ASSIGNMENT:
Your task is to copy each line of the material that includes "label".

# # # # #

use std::env;

#[tokio::main]
async fn main() {
    env_logger::init();

    let raw_args: Vec<String> = env::args().collect();
    if raw_args.get(1).map(|s| s.as_str()) == Some("serve") {
        let port = raw_args
            .get(2)
            .and_then(|s| s.parse::<u16>().ok())
            .unwrap_or(8080);
        if let Err(e) = kakei::api::run_http_server(port).await {
            eprintln!("Server error: {e}");
            std::process::exit(1);
        }
        return;
    }

    eprintln!("Usage: cargo run -- serve [port]");
    std::process::exit(1);
}
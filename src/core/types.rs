use serde::Serialize;

#[derive(Copy, Clone, Debug, Eq, PartialEq)]
pub enum RateScenario {
    Fixed,
    Stable,
    Rising,
    SharpRising,
}

#[derive(Copy, Clone, Debug, Eq, PartialEq)]
pub enum EducationTrack {
    PublicWithCram,
    PublicThenPrivateArts,
    PublicThenPrivateScience,
    PrivateHighArts,
    PrivateHighScience,
    PrivateSecondaryArts,
    PrivateSecondaryScience,
    PrivateElementaryArts,
    PrivateElementaryScience,
}

#[derive(Copy, Clone, Debug, Eq, PartialEq)]
pub enum RearingPlan {
    Standard,
    Comfortable,
}

#[derive(Debug, Clone, Copy)]
pub struct ChildPlan {
    pub birth_year: i32,
    pub education: EducationTrack,
    pub rearing: RearingPlan,
    /// Annual remittance while the child is away at university (ages 18-21).
    pub boarding_annual_cost: Option<f64>,
}

#[derive(Debug, Clone, Copy)]
pub struct RetirementPlan {
    pub retirement_age: u32,
    /// Re-employment income as a percentage of the last pre-retirement wage.
    pub reemployment_income_pct: f64,
    pub full_retirement_age: u32,
    pub pension_start_age: u32,
    pub pension_annual: f64,
}

#[derive(Debug, Clone, Copy)]
pub struct MortgagePlan {
    pub principal: f64,
    pub start_year: i32,
    pub end_year: i32,
    /// Contract base rate in percent per year.
    pub base_rate: f64,
    /// Negotiated reduction in percent; applied rate = max(0, base - reduction).
    pub rate_reduction: f64,
    pub scenario: RateScenario,
}

#[derive(Debug, Clone)]
pub struct Inputs {
    pub start_year: i32,
    pub years: u32,
    pub head_age: u32,
    pub head_income_base: f64,
    /// Annual raise in percent.
    pub head_income_growth: f64,
    pub partner_income: f64,
    pub retirement: Option<RetirementPlan>,
    pub children: Vec<ChildPlan>,
    pub living_cost_base: f64,
    /// Fraction per year, e.g. 0.02.
    pub inflation_rate: f64,
    pub housing_fixed_cost: f64,
    pub mortgage: Option<MortgagePlan>,
    pub initial_cash: f64,
    pub initial_investment: f64,
    pub initial_retirement_account: f64,
    /// Fraction per year, e.g. 0.03.
    pub investment_yield: f64,
    /// Fraction per year.
    pub retirement_yield: f64,
    pub retirement_monthly_contribution: f64,
    /// Cash balance the rebalancing policy maintains before investing surplus.
    pub cash_floor: f64,
    pub invest_surplus: bool,
    pub seed: u64,
}

#[derive(Debug, Clone, PartialEq, Serialize)]
#[serde(rename_all = "camelCase")]
pub struct YearRecord {
    pub year: i32,
    pub years_elapsed: u32,
    pub head_age: u32,
    pub child_ages: Vec<Option<u32>>,
    pub income: f64,
    pub education_cost: f64,
    pub rearing_cost: f64,
    pub boarding_cost: f64,
    pub living_cost: f64,
    pub expenses: f64,
    pub mortgage_payment: f64,
    pub mortgage_balance: f64,
    pub cash_flow: f64,
    pub cash: f64,
    pub investment: f64,
    pub retirement_account: f64,
    pub total_assets: f64,
    pub net_assets: f64,
}

#[derive(Debug, Clone, PartialEq, Serialize)]
#[serde(rename_all = "camelCase")]
pub struct ProjectionResult {
    pub years: Vec<YearRecord>,
    pub insolvency_year: Option<i32>,
    pub min_assets_year: i32,
    pub min_assets: f64,
    pub final_net_assets: f64,
    pub child_cost_total: f64,
}
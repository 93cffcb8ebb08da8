//! Reference dispatcher.
//!
//! Input is split at single spaces. Children are tried depth-first,
//! literals before arguments and each group in insertion order,
//! backtracking on failure; the first path that consumes the whole line
//! and ends on an executable node wins.

use std::sync::Arc;

use cmdtree_core::{
    Command, CommandContext, CommandError, CommandNode, DslError, NodeKind, Subcommand,
};
use thiserror::Error;
use tracing::{debug, trace};

#[derive(Debug, Clone, PartialEq, Error)]
pub enum DispatchError {
    #[error("Unknown command: {0}")]
    UnknownCommand(String),

    #[error("Permission denied for command: {0}")]
    Permission(String),

    #[error("Incorrect argument for command: {input}")]
    NoMatch { input: String },

    #[error(transparent)]
    Command(#[from] CommandError),
}

/// A successful match, ready to run.
pub struct ParseResult<S> {
    pub context: CommandContext<S>,
    command: Command<S>,
}

impl<S> ParseResult<S> {
    pub fn execute(&self) -> Result<i32, CommandError> {
        (self.command)(&self.context)
    }
}

/// Holds registered root literals and matches input against them.
pub struct Dispatcher<S> {
    roots: Vec<CommandNode<S>>,
}

impl<S> Default for Dispatcher<S> {
    fn default() -> Self {
        Self::new()
    }
}

impl<S> Dispatcher<S> {
    pub fn new() -> Self {
        Self { roots: Vec::new() }
    }

    /// Register a root node, replacing any root with the same label.
    pub fn register(&mut self, node: CommandNode<S>) {
        debug!(command = %node.label(), "Registered command");
        self.roots.retain(|r| r.label() != node.label());
        self.roots.push(node);
    }

    /// Assemble `command` and register the result.
    pub fn register_command(&mut self, command: &dyn Subcommand<S>) -> Result<(), DslError> {
        let node = command.build_literal()?.build();
        self.register(node);
        Ok(())
    }

    pub fn root(&self, label: &str) -> Option<&CommandNode<S>> {
        self.roots.iter().find(|r| r.label() == label)
    }

    pub fn roots(&self) -> &[CommandNode<S>] {
        &self.roots
    }
}

impl<S: Clone> Dispatcher<S> {
    /// Match `input` without running anything.
    pub fn parse(&self, input: &str, source: S) -> Result<ParseResult<S>, DispatchError> {
        let head = input.split(' ').next().unwrap_or_default();
        let root = self
            .root(head)
            .ok_or_else(|| DispatchError::UnknownCommand(head.to_string()))?;
        if !root.can_use(&source) {
            return Err(DispatchError::Permission(head.to_string()));
        }

        let mut context = CommandContext::new(source, input);
        context.push_node(root.label());
        let (context, command) = walk(root, &input[head.len()..], context).ok_or_else(|| {
            DispatchError::NoMatch {
                input: input.to_string(),
            }
        })?;
        Ok(ParseResult { context, command })
    }

    /// Match `input` and run the handler it reaches.
    pub fn execute(&self, input: &str, source: S) -> Result<i32, DispatchError> {
        let parsed = self.parse(input, source)?;
        debug!(input, nodes = ?parsed.context.nodes(), "Dispatching");
        Ok(parsed.execute()?)
    }
}

fn walk<S: Clone>(
    node: &CommandNode<S>,
    rest: &str,
    context: CommandContext<S>,
) -> Option<(CommandContext<S>, Command<S>)> {
    if rest.is_empty() {
        return node.command().map(|command| (context, Arc::clone(command)));
    }
    let rest = rest.strip_prefix(' ')?;

    let is_literal = |child: &&CommandNode<S>| matches!(child.kind(), NodeKind::Literal(_));
    let literals = node.children().iter().filter(is_literal);
    let arguments = node.children().iter().filter(|child| !is_literal(child));

    for child in literals.chain(arguments) {
        if !child.can_use(context.source()) {
            continue;
        }
        let mut next = context.clone();
        let remaining = match child.kind() {
            NodeKind::Literal(token) => match rest.strip_prefix(token.as_str()) {
                Some(remaining) if at_boundary(remaining) => remaining,
                _ => continue,
            },
            NodeKind::Argument { name, parser } => match parser.parse(rest) {
                Ok((value, consumed)) if at_boundary(&rest[consumed..]) => {
                    next.insert_argument(name.clone(), value);
                    &rest[consumed..]
                }
                Ok(_) => continue,
                Err(e) => {
                    trace!(argument = %name, error = %e, "Argument did not parse");
                    continue;
                }
            },
        };
        next.push_node(child.label());
        if let Some(found) = walk(child, remaining, next) {
            return Some(found);
        }
    }
    None
}

fn at_boundary(rest: &str) -> bool {
    rest.is_empty() || rest.starts_with(' ')
}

# # # # #

SOLUTION TO THE EXERCISE:
    /// Register a root node, replacing any root with the same label.
        debug!(command = %node.label(), "Registered command");
        self.roots.retain(|r| r.label() != node.label());
    pub fn root(&self, label: &str) -> Option<&CommandNode<S>> {
        self.roots.iter().find(|r| r.label() == label)
        context.push_node(root.label());
        next.push_node(child.label());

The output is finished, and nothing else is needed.